Le Grand Véfour (/fr/), the first grand restaurant in Paris, France, was opened in the arcades of the Palais-Royal in 1784 by Antoine Aubertot, as the Café de Chartres, and was purchased in 1820 by Jean Véfour, who was able to retire within three years, selling the restaurant to Jean Boissier. A list of regular customers over the last two centuries includes most of the heavyweights of French culture and politics, e.g. Honoré de Balzac, Napoleon, Jean Cocteau, Colette and André Malraux along with le tout-Paris. Sauce Mornay was one of the preparations introduced at the Grand Véfour.
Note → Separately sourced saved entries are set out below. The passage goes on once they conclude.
use crate::error::{LinkscoutError, Result};
use serde::{Deserialize, Serialize};
use std::collections::BTreeSet;
use url::{Host, Url};

/// Normalize a user- or provider-supplied domain.
///
/// Accepts bare hosts or URLs, lower-cases, drops scheme/port/path, a leading
/// `www.` and a trailing dot. IP addresses and single-label hosts are rejected.
pub fn normalize_domain(input: &str) -> Result<String> {
    let trimmed = input.trim();
    if trimmed.is_empty() {
        return Err(LinkscoutError::InvalidDomain(input.to_string()));
    }

    let host = if trimmed.contains("://") {
        Url::parse(trimmed)
            .ok()
            .and_then(|u| u.host_str().map(str::to_string))
            .ok_or_else(|| LinkscoutError::InvalidDomain(input.to_string()))?
    } else {
        let end = trimmed.find(['/', '?', '#']).unwrap_or(trimmed.len());
        let host_port = &trimmed[..end];
        match host_port.rsplit_once(':') {
            Some((host, port)) if port.chars().all(|c| c.is_ascii_digit()) => host.to_string(),
            _ => host_port.to_string(),
        }
    };

    let host = host.to_lowercase();
    let host = host.trim_end_matches('.');
    let host = host.strip_prefix("www.").unwrap_or(host);

    match Host::parse(host) {
        Ok(Host::Domain(parsed)) if parsed.contains('.') && !parsed.starts_with('.') => Ok(parsed),
        _ => Err(LinkscoutError::InvalidDomain(input.to_string())),
    }
}

/// Host of a URL, normalized like [`normalize_domain`].
pub fn domain_of_url(url: &str) -> Option<String> {
    Url::parse(url)
        .ok()
        .and_then(|u| u.host_str().and_then(|h| normalize_domain(h).ok()))
}

/// Low-value or spam aggregator domains excluded from every graph result.
///
/// Matching covers subdomains: blacklisting `facebook.com` also removes
/// `m.facebook.com`.
#[derive(Debug, Clone, Default, PartialEq, Serialize, Deserialize)]
#[serde(from = "Vec<String>", into = "Vec<String>")]
pub struct Blacklist {
    domains: BTreeSet<String>,
}

impl Blacklist {
    pub fn new<I, S>(domains: I) -> Self
    where
        I: IntoIterator<Item = S>,
        S: AsRef<str>,
    {
        Self {
            domains: domains
                .into_iter()
                .filter_map(|d| normalize_domain(d.as_ref()).ok())
                .collect(),
        }
    }

    pub fn contains(&self, domain: &str) -> bool {
        if self.domains.contains(domain) {
            return true;
        }
        domain
            .match_indices('.')
            .any(|(idx, _)| self.domains.contains(&domain[idx + 1..]))
    }

    pub fn len(&self) -> usize {
        self.domains.len()
    }

    pub fn is_empty(&self) -> bool {
        self.domains.is_empty()
    }

    pub fn iter(&self) -> impl Iterator<Item = &String> {
        self.domains.iter()
    }
}

impl From<Vec<String>> for Blacklist {
    fn from(domains: Vec<String>) -> Self {
        Self::new(domains)
    }
}

impl From<Blacklist> for Vec<String> {
    fn from(blacklist: Blacklist) -> Self {
        blacklist.domains.into_iter().collect()
    }
}

#[cfg(test)]
mod tests {
    use super::*;

    #[test]
    fn test_normalize_plain_domain() {
        assert_eq!(normalize_domain("Example.COM").unwrap(), "example.com");
        assert_eq!(normalize_domain("  example.com.  ").unwrap(), "example.com");
    }

    #[test]
    fn test_normalize_strips_www_scheme_port_and_path() {
        assert_eq!(
            normalize_domain("https://www.example.com:8443/about?x=1").unwrap(),
            "example.com"
        );
        assert_eq!(normalize_domain("www.example.com/path").unwrap(), "example.com");
        assert_eq!(normalize_domain("example.com:80").unwrap(), "example.com");
    }

    #[test]
    fn test_normalize_keeps_subdomains() {
        assert_eq!(normalize_domain("blog.example.co.uk").unwrap(), "blog.example.co.uk");
    }

    #[test]
    fn test_normalize_rejects_garbage() {
        assert!(normalize_domain("").is_err());
        assert!(normalize_domain("localhost").is_err());
        assert!(normalize_domain("not a domain").is_err());
        assert!(normalize_domain("127.0.0.1").is_err());
        assert!(matches!(
            normalize_domain("bad domain"),
            Err(LinkscoutError::InvalidDomain(_))
        ));
    }

    #[test]
    fn test_domain_of_url() {
        assert_eq!(
            domain_of_url("https://www.Example.com/team#x"),
            Some("example.com".to_string())
        );
        assert_eq!(domain_of_url("nonsense"), None);
    }

    #[test]
    fn test_blacklist_matches_subdomains() {
        let blacklist = Blacklist::new(["facebook.com", "https://www.twitter.com/"]);
        assert!(blacklist.contains("facebook.com"));
        assert!(blacklist.contains("m.facebook.com"));
        assert!(blacklist.contains("twitter.com"));
        assert!(!blacklist.contains("notfacebook.com"));
        assert_eq!(blacklist.len(), 2);
    }

    #[test]
    fn test_blacklist_serializes_as_list() {
        let blacklist: Blacklist = serde_json::from_str(r#"["WWW.Pinterest.com", "bad entry"]"#).unwrap();
        assert!(blacklist.contains("pinterest.com"));
        assert_eq!(blacklist.len(), 1);
        assert_eq!(serde_json::to_string(&blacklist).unwrap(), r#"["pinterest.com"]"#);
    }
}
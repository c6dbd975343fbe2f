use anyhow::{Context, Result, bail};
use clap::ArgMatches;
use colored::Colorize;
use indicatif::{ProgressBar, ProgressStyle};
use linkscout_core::config::RunConfig;
use linkscout_core::domain::normalize_domain;
use linkscout_core::report::{
    Report, ReportFormat, generate_json_report, generate_text_report, save_report,
};
use linkscout_core::run::{Mode, RunProgressCallback, RunRequest, execute_run};
use std::fs;
use std::io::{self, Write};
use std::path::{Path, PathBuf};
use std::sync::Arc;
use std::time::Duration;
use tokio_util::sync::CancellationToken;
use tracing::{Level, warn};

// Helper functions for target loading

/// Load targets from positional arguments and/or a domains file
pub fn load_domains_from_source(
    domains: Vec<String>,
    domains_file: Option<&PathBuf>,
) -> Result<Vec<String>> {
    let mut targets = domains;
    if let Some(path) = domains_file {
        targets.extend(load_domains_from_file(path)?);
    }
    if targets.is_empty() {
        bail!("Provide at least one domain or --domains-file");
    }
    Ok(targets)
}

/// Load and normalize domains from a newline-delimited file
pub fn load_domains_from_file(path: &Path) -> Result<Vec<String>> {
    let content = fs::read_to_string(path)
        .with_context(|| format!("Failed to read domains file {}", path.display()))?;

    let domains: Vec<String> = content.lines().filter_map(parse_domain_line).collect();

    if domains.is_empty() {
        bail!("No valid domains found in {}", path.display());
    }

    Ok(domains)
}

/// Parse a single line as a domain. Blank lines and `#` comments yield `None`.
pub fn parse_domain_line(line: &str) -> Option<String> {
    let line = line.trim();
    if line.is_empty() || line.starts_with('#') {
        return None;
    }

    match normalize_domain(line) {
        Ok(domain) => Some(domain),
        Err(_) => {
            eprintln!("{}  Skipping invalid domain '{}'", "⚠".yellow(), line);
            None
        }
    }
}

/// WARN by default, INFO with `-v`, DEBUG with `-vv` and above.
pub fn log_level(verbosity: u8) -> Level {
    match verbosity {
        0 => Level::WARN,
        1 => Level::INFO,
        _ => Level::DEBUG,
    }
}

pub fn init_tracing(verbosity: u8) {
    tracing_subscriber::fmt()
        .with_max_level(log_level(verbosity))
        .with_writer(io::stderr)
        .with_target(false)
        .init();
}

pub fn load_config(path: Option<&PathBuf>) -> Result<RunConfig> {
    let config = RunConfig::load_or_default(path.map(PathBuf::as_path))
        .context("Failed to load configuration")?;
    Ok(config)
}

fn override_value<T: Clone + Send + Sync + 'static>(args: &ArgMatches, id: &str, target: &mut T) {
    if let Ok(Some(value)) = args.try_get_one::<T>(id) {
        *target = value.clone();
    }
}

/// Apply the threshold flags a subcommand defines on top of the loaded config.
pub fn apply_overrides(config: &mut RunConfig, args: &ArgMatches) {
    override_value(args, "min-shared", &mut config.min_shared);
    override_value(args, "max-referrers", &mut config.max_referrers);
    override_value(args, "max-outlinks", &mut config.max_outlinks_per_referrer);
    override_value(args, "max-second-level", &mut config.max_second_level);
    override_value(args, "link-cap", &mut config.link_cap);
    override_value(args, "context-window", &mut config.context_window);
    override_value(args, "top-k", &mut config.top_k);
    override_value(args, "max-per-tier", &mut config.max_per_tier);
    override_value(args, "min-confidence", &mut config.confidence_threshold);
}

pub fn build_request(mode: Mode, args: &ArgMatches, targets: Vec<String>) -> RunRequest {
    let mut request = RunRequest::new(mode, targets);
    if let Ok(Some(referrer)) = args.try_get_one::<String>("referrer") {
        request = request.with_referrer(referrer.clone());
    }
    if let Ok(Some(term)) = args.try_get_one::<String>("term") {
        request = request.with_term(term.clone());
    }
    request
}

pub fn render_report(report: &Report, format: ReportFormat) -> Result<String> {
    match format {
        ReportFormat::Text => Ok(generate_text_report(report)),
        ReportFormat::Json => {
            generate_json_report(report).context("Failed to serialize JSON report")
        }
    }
}

fn progress_spinner(quiet: bool) -> Option<ProgressBar> {
    if quiet {
        return None;
    }
    let spinner = ProgressBar::new_spinner();
    spinner.set_style(
        ProgressStyle::default_spinner()
            .template("{spinner:.cyan} {msg}")
            .unwrap_or_else(|_| ProgressStyle::default_spinner()),
    );
    spinner.enable_steady_tick(Duration::from_millis(100));
    spinner.set_message("Starting...");
    Some(spinner)
}

pub async fn handle_run(mode: Mode, args: &ArgMatches) -> Result<()> {
    let mut config = load_config(args.get_one::<PathBuf>("config"))?;
    apply_overrides(&mut config, args);

    let domains: Vec<String> = args
        .get_many::<String>("DOMAINS")
        .map(|values| values.cloned().collect())
        .unwrap_or_default();
    let targets = load_domains_from_source(domains, args.get_one::<PathBuf>("domains-file"))?;
    let format = args
        .get_one::<String>("format")
        .and_then(|f| ReportFormat::from_str(f))
        .unwrap_or(ReportFormat::Text);
    let output = args.get_one::<PathBuf>("output");

    let sources = config
        .build_sources()
        .context("Failed to set up data sources")?;
    let request = build_request(mode, args, targets);

    let cancel = CancellationToken::new();
    let interrupt = cancel.clone();
    tokio::spawn(async move {
        if tokio::signal::ctrl_c().await.is_ok() {
            warn!("Interrupted, finishing with partial results");
            interrupt.cancel();
        }
    });

    let spinner = progress_spinner(args.get_flag("quiet"));
    let progress_callback = spinner.clone().map(|pb| {
        Arc::new(move |msg: String| pb.set_message(msg)) as RunProgressCallback
    });

    let outcome = execute_run(request, &config, sources, cancel, progress_callback).await;
    if let Some(pb) = &spinner {
        pb.finish_and_clear();
    }
    let report = outcome?;

    if output.is_some() {
        colored::control::set_override(false);
    }
    let rendered = render_report(&report, format)?;

    match output {
        Some(path) => {
            save_report(&rendered, path)
                .with_context(|| format!("Failed to write report to {}", path.display()))?;
            eprintln!(
                "{} Report saved to {}",
                "✓".green().bold(),
                path.display().to_string().bright_white()
            );
        }
        None => print!("{}", rendered),
    }

    if report.diagnostics.cancelled {
        eprintln!("{} Run interrupted, report is partial", "⚠".yellow().bold());
    }
    Ok(())
}

fn print_divider() {
    println!("{}", "═".repeat(60).bright_blue().bold());
}

fn print_prompt(msg: &str) -> Result<String> {
    print!("{} ", msg.bright_cyan().bold());
    io::stdout().flush()?;
    let mut response = String::new();
    io::stdin().read_line(&mut response)?;
    Ok(response.trim().to_lowercase())
}

/// Write the built-in configuration to `path`. Returns `false` without touching
/// anything when the file exists and `overwrite` is not set.
pub fn write_default_config(path: &Path, overwrite: bool) -> Result<bool> {
    if path.exists() && !overwrite {
        return Ok(false);
    }
    RunConfig::default()
        .save(path)
        .with_context(|| format!("Failed to write {}", path.display()))?;
    Ok(true)
}

pub fn handle_init(args: &ArgMatches) -> Result<()> {
    print_divider();
    println!("{}", "  LINKSCOUT INITIALIZATION".bright_white().bold());
    print_divider();
    println!();

    let raw_path = args
        .get_one::<String>("PATH")
        .map(String::as_str)
        .unwrap_or("~/.config/linkscout/config.json");
    let force = args.get_flag("force");
    let config_path = PathBuf::from(shellexpand::tilde(raw_path).as_ref());

    println!(
        "{} Target: {}",
        "→".blue(),
        config_path.display().to_string().bright_white()
    );
    println!();

    let mut overwrite = force;
    if config_path.exists() && !force {
        println!("{}", "⚠ WARNING".yellow().bold());
        println!("Configuration already exists:");
        println!(
            "  {} {}",
            "•".yellow(),
            config_path.display().to_string().bright_white()
        );
        println!();

        let response = print_prompt("Overwrite it with the defaults? [y/N]:")?;
        println!();

        if response != "y" && response != "yes" {
            println!("{} Initialization cancelled.", "✗".red().bold());
            return Ok(());
        }
        overwrite = true;
    }

    write_default_config(&config_path, overwrite)?;

    print_divider();
    println!("{}", "  INITIALIZATION COMPLETE".green().bold());
    print_divider();
    println!();
    println!(
        "{} Config: {}",
        "✓".green().bold(),
        config_path.display().to_string().bright_white()
    );
    println!(
        "{} Add a link provider, NER service and search engines under \"sources\",",
        "ℹ".blue()
    );
    println!("  or point \"sources.fixtures\" at a fixture file for offline runs.");
    println!();
    Ok(())
}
Closed from 1905 to 1947, a revived Grand Véfour opened with the celebrated chef Raymond Oliver in charge in the autumn of 1948. Jean Cocteau designed his menu. The restaurant, with its early nineteenth-century neoclassical décor of large mirrors in gilded frames and painted supraportes, continues its tradition of gastronomy at the same location, "a history-infused citadel of classic French cuisine."

In 1983, the restaurant was damaged in a bomb attack. It was then bought by Jean Taittinger who restored and reopened the place.

When it lost one of its three Michelin stars in 2008 under the régime of Guy Martin for the Taittinger Group, it was headline news.